We begin with his childhood in Tromøya, an island in southern Norway, where the young Karl Ove, four years younger than his elder brother, has a kind of Edenic playground at his disposal. The housing estate on which his family lives has only newly been constructed, and much of the island remains undeveloped, encompassing pristine woodlands and tall hills, as well as the ocean shores. The natural beauty and freedom of the outdoors become all the more appealing to him in contrast to his home life, which is terrorized by his father. Knausgaard Senior is a teacher in the local high school, a young father married to a young wife, and a petty tyrant, someone who takes out his hidden frustrations on his two young sons with dictatorial delight. The Knausgaard household is planted thick with rules – the lawn cannot be walked on, the television cannot be touched, reading books is an idler’s occupation – but it quickly becomes apparent that the rules exist only as a pretext for punishment, and can be invoked under the flimsiest of circumstances. In one memorable instance, Karl Ove is called into the kitchen and offered an apple by his father. He refuses, saying he has already eaten two, but his father insists, forcing him to eat apple after apple as punishment for eating without permission. In another episode, when only Karl Ove and his father are alone in the house, sitting down for breakfast, he pours himself a bowl of cereal and milk, only to discover that the milk has gone sour. Rather than express disgust and throw out the cereal – and thereby risk his father’s wrath – he opts instead to finish his breakfast, sour milk and all. For his mother, he has much fonder feelings: “if there was someone there, at the bottom of the well that was my childhood, it was her, my mother, mum.” Karl Ove’s mother is kind and caring, someone who goes out of her way to play with her children and to enquire about their lives, not out of suspicion but genuine curiosity; she is, in every way, the “counterbalance” to his father’s malevolence. “She saved me,” Karl Ove writes, “because if she hadn’t been there I would have grown up alone with dad, and sooner or later I would have taken my own life, one way or another.”
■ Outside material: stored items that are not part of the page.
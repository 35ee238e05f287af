//! Property-based checks of the reconciliation invariants.

use plan_model::{DisplayConfig, ResourceId, ResourceModel};
use plan_selector::ResourceSelector;
use proptest::prelude::*;
use std::collections::HashSet;

/// One reconciliation round: incoming `(id, name)` records plus a
/// requested selection, both deliberately unsorted and duplicated.
fn round() -> impl Strategy<Value = (Vec<(u32, String)>, Vec<u32>)> {
    (
        prop::collection::vec((0u32..16, "[a-z]{1,6}"), 0..12),
        prop::collection::vec(0u32..16, 0..12),
    )
}

fn apply(selector: &ResourceSelector, incoming: &[(u32, String)], selected: &[u32]) {
    let models: Vec<ResourceModel> = incoming
        .iter()
        .map(|(id, name)| ResourceModel::new(ResourceId(*id), name.clone()))
        .collect();
    let selected: HashSet<ResourceId> = selected.iter().copied().map(ResourceId).collect();
    selector.set_targets(&models, &selected).unwrap();
}

proptest! {
    #[test]
    fn targets_match_distinct_incoming_ids(rounds in prop::collection::vec(round(), 1..5)) {
        let selector = ResourceSelector::new(&DisplayConfig::new());

        for (incoming, selected) in &rounds {
            apply(&selector, incoming, selected);

            let expected: HashSet<ResourceId> =
                incoming.iter().map(|(id, _)| ResourceId(*id)).collect();
            let actual: HashSet<ResourceId> =
                selector.target_items().iter().map(|item| item.id()).collect();

            prop_assert_eq!(&actual, &expected);
            prop_assert_eq!(selector.target_items().len(), expected.len());
        }
    }

    #[test]
    fn selection_is_requested_ids_restricted_to_targets(rounds in prop::collection::vec(round(), 1..5)) {
        let selector = ResourceSelector::new(&DisplayConfig::new());

        for (incoming, selected) in &rounds {
            apply(&selector, incoming, selected);

            let target_ids: HashSet<ResourceId> =
                incoming.iter().map(|(id, _)| ResourceId(*id)).collect();
            let expected: HashSet<ResourceId> = selected
                .iter()
                .copied()
                .map(ResourceId)
                .filter(|id| target_ids.contains(id))
                .collect();
            let actual: HashSet<ResourceId> = selector.selected_ids().into_iter().collect();

            prop_assert_eq!(actual, expected);
        }
    }

    #[test]
    fn targets_stay_sorted_ascending(rounds in prop::collection::vec(round(), 1..5)) {
        let selector = ResourceSelector::new(&DisplayConfig::new());

        for (incoming, selected) in &rounds {
            apply(&selector, incoming, selected);

            let order: Vec<ResourceId> =
                selector.target_items().iter().map(|item| item.id()).collect();
            let mut sorted = order.clone();
            sorted.sort_unstable();

            prop_assert_eq!(order, sorted);
        }
    }

    #[test]
    fn removed_items_release_survivors_do_not(first in round(), second in round()) {
        let selector = ResourceSelector::new(&DisplayConfig::new());

        apply(&selector, &first.0, &first.1);
        let held = selector.target_items();

        apply(&selector, &second.0, &second.1);
        let surviving: HashSet<ResourceId> =
            second.0.iter().map(|(id, _)| ResourceId(*id)).collect();

        for item in &held {
            if surviving.contains(&item.id()) {
                prop_assert!(!item.is_released());
            } else {
                prop_assert!(item.is_released());
            }
        }
    }
}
Boyhood Island covers the usual trials of childhood, from the struggle for peer acceptance to the creation of an identity, but it does so with unusual insight and sympathy. We see life not only through the eyes of a child, but of a young boy navigating the specific pressures and problems of his gender. And, though it is subtle, there is a wider social commentary at play here as well. Looking back on his childhood, Karl Ove makes much of the fact that his housing estate was one of many manifestations of a “planned society,” a product of a 1960s idealism that clashes so profoundly with the painful nature of his family life. What social planner could have envisioned or accounted for Knausgaard Senior?

I remain riveted by this project and Knausgaard’s unflinching honesty; in a very real sense, his unburdening through this memoir has been no less cathartic for his readers.